> [WORK INSTRUCTIONS]
All lines in the material below that contain "enum" should be located and copied.

> [ENTRIES SHOWN]
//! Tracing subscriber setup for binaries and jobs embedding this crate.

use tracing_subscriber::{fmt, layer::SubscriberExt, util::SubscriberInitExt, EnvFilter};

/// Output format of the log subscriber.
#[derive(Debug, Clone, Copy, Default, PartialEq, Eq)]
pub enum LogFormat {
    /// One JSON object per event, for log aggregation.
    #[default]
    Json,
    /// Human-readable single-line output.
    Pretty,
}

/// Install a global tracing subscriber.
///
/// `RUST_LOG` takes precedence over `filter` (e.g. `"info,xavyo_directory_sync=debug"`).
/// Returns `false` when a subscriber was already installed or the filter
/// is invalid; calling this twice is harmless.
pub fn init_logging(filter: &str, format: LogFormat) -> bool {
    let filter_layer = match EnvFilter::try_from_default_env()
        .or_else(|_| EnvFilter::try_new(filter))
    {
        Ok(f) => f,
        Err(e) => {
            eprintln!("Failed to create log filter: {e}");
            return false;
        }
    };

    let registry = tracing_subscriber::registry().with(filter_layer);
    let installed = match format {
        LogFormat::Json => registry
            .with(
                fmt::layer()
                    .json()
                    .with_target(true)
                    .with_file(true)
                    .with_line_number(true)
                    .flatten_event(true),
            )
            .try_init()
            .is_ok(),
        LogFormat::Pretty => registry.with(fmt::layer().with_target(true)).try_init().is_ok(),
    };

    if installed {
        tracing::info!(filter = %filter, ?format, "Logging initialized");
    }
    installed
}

--

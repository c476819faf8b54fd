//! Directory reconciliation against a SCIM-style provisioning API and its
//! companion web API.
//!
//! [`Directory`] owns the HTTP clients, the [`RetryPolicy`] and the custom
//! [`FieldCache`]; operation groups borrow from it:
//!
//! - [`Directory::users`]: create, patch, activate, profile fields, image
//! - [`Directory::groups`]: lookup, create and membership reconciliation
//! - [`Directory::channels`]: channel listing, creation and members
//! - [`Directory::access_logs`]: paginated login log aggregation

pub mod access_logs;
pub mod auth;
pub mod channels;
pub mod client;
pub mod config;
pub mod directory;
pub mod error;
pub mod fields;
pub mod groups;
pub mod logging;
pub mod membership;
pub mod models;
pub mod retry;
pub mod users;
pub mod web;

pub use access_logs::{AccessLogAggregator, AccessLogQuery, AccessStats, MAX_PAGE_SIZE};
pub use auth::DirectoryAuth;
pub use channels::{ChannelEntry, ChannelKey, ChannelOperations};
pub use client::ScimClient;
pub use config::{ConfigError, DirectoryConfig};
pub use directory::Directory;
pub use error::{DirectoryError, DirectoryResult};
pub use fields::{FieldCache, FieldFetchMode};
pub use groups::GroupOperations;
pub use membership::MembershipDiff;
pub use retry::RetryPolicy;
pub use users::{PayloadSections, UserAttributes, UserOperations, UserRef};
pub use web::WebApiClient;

--

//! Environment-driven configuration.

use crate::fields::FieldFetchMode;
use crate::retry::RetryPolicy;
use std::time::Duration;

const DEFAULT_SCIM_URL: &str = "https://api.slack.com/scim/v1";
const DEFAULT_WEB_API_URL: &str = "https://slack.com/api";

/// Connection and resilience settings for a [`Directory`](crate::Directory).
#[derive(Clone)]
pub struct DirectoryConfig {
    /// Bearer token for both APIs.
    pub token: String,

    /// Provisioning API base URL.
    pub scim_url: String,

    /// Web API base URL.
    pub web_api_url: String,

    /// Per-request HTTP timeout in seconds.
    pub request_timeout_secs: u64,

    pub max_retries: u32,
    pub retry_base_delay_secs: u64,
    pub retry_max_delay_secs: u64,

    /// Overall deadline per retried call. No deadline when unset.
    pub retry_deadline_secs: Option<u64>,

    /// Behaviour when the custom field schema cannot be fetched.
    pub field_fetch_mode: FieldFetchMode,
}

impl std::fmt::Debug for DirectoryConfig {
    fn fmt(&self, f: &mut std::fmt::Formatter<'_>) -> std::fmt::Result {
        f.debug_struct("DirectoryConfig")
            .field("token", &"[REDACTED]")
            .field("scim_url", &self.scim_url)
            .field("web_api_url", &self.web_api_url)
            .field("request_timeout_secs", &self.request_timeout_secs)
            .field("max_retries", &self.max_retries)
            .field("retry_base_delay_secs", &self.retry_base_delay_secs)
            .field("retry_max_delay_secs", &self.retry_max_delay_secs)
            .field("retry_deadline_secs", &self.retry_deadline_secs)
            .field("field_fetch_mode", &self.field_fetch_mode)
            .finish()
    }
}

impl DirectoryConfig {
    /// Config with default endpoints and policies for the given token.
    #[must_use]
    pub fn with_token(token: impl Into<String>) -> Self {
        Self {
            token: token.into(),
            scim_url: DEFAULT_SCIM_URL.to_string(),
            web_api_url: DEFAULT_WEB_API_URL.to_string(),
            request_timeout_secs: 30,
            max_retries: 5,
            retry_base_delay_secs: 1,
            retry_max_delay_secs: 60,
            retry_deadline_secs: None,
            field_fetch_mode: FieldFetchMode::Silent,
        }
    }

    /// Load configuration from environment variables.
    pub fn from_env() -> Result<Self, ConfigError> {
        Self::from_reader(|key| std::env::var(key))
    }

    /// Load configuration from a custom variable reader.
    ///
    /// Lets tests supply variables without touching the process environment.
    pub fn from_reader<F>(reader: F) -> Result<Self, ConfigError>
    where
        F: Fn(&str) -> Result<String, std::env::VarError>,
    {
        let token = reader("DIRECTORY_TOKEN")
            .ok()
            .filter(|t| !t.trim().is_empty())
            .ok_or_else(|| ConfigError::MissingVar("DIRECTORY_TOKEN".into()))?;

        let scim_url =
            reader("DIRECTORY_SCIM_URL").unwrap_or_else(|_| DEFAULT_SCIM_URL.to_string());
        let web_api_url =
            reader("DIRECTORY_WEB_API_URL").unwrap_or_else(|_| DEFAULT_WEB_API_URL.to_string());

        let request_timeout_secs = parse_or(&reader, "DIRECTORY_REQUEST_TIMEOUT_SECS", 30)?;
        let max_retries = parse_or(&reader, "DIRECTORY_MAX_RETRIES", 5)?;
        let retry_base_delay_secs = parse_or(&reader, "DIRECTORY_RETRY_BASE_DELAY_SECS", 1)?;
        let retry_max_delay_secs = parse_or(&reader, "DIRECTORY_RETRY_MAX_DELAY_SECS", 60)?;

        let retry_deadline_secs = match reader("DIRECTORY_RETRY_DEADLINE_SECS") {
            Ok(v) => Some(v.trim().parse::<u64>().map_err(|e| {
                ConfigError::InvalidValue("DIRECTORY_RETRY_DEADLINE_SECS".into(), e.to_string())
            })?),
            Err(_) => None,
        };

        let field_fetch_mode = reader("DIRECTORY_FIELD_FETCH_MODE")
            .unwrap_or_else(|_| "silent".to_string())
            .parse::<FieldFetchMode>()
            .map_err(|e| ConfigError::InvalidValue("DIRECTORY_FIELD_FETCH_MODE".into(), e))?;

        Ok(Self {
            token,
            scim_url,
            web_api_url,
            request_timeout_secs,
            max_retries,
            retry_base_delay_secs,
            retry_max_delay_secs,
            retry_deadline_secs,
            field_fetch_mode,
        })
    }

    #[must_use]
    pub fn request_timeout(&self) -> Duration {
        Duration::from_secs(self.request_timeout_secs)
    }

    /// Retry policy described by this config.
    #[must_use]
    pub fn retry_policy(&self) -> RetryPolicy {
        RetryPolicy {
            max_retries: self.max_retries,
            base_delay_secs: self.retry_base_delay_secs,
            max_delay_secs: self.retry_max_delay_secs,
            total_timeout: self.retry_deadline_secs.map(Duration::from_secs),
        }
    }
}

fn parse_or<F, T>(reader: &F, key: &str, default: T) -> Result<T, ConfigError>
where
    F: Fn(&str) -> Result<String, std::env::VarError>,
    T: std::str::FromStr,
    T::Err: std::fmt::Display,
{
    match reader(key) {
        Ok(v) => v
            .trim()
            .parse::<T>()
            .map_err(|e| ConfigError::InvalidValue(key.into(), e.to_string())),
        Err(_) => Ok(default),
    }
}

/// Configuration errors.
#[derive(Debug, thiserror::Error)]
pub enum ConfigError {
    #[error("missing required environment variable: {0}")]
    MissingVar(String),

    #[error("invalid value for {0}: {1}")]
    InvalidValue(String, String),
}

> [TASK OUTPUT]
pub enum LogFormat {
pub enum ConfigError {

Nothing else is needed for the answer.